* [TASK ITEM]: Write out again, exactly, the lines below starting at the one with "filename src/llm/mod.rs" and ending at the one with "the home directory.".

* [DATA LISTING]:
'''

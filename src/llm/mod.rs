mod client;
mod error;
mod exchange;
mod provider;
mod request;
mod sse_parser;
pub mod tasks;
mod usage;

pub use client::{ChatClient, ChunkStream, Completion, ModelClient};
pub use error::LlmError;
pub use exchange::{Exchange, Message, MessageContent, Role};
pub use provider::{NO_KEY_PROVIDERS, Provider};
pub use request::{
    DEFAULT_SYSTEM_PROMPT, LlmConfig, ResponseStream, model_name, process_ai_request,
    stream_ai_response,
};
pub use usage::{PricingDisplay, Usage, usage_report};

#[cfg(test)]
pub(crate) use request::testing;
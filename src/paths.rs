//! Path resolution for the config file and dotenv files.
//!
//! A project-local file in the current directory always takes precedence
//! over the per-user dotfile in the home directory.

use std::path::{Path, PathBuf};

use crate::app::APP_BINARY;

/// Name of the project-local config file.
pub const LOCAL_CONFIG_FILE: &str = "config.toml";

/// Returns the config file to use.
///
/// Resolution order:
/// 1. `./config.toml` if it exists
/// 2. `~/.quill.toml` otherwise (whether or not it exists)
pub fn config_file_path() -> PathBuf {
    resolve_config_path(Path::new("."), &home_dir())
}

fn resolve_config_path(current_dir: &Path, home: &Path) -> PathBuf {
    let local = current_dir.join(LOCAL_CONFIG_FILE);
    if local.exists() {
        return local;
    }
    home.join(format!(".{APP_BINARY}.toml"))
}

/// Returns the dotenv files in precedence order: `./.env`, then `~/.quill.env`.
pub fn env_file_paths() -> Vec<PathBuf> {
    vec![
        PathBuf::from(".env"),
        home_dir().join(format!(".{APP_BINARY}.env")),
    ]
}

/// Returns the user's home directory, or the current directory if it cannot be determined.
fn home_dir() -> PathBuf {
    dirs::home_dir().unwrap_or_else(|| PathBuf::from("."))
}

'''
'''

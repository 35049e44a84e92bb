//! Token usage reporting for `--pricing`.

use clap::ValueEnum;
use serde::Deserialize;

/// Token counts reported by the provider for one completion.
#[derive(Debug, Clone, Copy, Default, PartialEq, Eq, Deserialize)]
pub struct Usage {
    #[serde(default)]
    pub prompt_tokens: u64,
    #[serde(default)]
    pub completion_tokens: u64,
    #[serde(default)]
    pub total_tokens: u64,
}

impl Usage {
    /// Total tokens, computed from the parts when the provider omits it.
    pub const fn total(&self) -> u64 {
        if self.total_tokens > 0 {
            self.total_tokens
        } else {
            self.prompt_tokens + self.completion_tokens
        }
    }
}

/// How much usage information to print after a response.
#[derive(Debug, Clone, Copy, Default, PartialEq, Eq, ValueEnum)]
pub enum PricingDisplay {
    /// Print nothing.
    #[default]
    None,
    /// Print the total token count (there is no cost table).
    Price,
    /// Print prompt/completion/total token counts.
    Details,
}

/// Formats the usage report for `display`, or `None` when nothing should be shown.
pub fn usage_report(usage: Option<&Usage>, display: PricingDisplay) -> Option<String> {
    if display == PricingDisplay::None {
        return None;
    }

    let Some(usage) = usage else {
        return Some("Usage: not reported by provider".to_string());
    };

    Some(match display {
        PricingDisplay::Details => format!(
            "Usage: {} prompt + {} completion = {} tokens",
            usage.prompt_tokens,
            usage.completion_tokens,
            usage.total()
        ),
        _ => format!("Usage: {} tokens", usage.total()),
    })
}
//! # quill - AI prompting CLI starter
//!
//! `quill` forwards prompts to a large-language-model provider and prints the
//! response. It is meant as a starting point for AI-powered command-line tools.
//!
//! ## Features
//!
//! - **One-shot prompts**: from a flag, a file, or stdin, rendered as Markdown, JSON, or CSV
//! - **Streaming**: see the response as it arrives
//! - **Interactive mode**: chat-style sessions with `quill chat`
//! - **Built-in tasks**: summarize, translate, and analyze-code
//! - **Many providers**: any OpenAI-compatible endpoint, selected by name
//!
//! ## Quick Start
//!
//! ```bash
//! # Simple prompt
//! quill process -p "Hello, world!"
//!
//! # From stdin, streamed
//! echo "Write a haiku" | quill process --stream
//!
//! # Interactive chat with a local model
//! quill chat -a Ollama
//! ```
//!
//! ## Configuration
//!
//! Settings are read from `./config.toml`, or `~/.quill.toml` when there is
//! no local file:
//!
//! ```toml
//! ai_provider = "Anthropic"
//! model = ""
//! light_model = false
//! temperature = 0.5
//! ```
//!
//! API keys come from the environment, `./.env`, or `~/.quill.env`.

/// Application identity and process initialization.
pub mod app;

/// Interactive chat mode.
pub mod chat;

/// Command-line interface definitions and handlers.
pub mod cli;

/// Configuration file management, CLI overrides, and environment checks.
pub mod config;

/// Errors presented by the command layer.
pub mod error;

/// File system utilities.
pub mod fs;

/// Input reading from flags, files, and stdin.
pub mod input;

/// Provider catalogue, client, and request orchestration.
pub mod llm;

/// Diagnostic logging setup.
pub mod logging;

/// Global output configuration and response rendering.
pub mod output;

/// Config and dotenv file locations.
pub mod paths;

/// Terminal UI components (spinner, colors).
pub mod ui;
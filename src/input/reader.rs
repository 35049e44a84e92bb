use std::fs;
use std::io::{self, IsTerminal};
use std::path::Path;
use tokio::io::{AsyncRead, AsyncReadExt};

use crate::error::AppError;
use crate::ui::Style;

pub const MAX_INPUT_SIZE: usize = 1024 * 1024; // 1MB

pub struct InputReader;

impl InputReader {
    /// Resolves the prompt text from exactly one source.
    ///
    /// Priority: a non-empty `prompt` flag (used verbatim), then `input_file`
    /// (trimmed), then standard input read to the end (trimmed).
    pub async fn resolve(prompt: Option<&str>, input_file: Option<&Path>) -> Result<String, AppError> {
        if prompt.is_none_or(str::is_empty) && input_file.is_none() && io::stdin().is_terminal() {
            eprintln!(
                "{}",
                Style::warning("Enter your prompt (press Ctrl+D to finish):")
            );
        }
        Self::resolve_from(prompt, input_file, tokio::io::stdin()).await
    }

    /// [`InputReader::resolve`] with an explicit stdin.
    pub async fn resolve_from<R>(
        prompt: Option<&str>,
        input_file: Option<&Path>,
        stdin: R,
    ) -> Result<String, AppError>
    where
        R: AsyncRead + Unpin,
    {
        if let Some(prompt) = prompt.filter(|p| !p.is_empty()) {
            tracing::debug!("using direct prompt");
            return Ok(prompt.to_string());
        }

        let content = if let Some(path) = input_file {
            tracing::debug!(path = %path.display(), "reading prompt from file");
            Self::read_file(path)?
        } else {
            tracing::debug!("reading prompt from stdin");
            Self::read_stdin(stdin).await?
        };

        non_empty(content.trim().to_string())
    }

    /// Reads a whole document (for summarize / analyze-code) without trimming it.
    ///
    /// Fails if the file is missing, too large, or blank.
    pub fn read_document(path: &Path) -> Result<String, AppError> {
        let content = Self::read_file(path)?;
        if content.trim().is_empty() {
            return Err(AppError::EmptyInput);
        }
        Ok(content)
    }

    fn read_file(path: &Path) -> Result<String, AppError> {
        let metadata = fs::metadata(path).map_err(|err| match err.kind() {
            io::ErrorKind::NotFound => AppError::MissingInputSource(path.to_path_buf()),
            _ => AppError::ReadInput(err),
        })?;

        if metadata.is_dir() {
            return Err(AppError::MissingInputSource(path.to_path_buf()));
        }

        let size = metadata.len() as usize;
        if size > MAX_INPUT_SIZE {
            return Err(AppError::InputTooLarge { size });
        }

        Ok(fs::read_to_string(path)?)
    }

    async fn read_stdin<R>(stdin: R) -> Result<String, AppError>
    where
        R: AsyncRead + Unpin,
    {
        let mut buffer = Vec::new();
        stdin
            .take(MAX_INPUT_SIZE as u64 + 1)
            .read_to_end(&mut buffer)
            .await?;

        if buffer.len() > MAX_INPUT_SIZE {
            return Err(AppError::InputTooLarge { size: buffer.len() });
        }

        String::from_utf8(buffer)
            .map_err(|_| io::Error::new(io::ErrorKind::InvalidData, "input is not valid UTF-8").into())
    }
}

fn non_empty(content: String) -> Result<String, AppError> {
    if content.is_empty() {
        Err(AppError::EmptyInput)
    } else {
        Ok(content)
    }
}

'''

* [ANSWER BELOW]:
filename src/llm/mod.rs
mod client;
mod error;
mod exchange;
mod provider;
mod request;
mod sse_parser;
pub mod tasks;
mod usage;

pub use client::{ChatClient, ChunkStream, Completion, ModelClient};
pub use error::LlmError;
pub use exchange::{Exchange, Message, MessageContent, Role};
pub use provider::{NO_KEY_PROVIDERS, Provider};
pub use request::{
    DEFAULT_SYSTEM_PROMPT, LlmConfig, ResponseStream, model_name, process_ai_request,
    stream_ai_response,
};
pub use usage::{PricingDisplay, Usage, usage_report};

#[cfg(test)]
pub(crate) use request::testing;
filename src/paths.rs
//! Path resolution for the config file and dotenv files.
//!
//! A project-local file in the current directory always takes precedence
//! over the per-user dotfile in the home directory.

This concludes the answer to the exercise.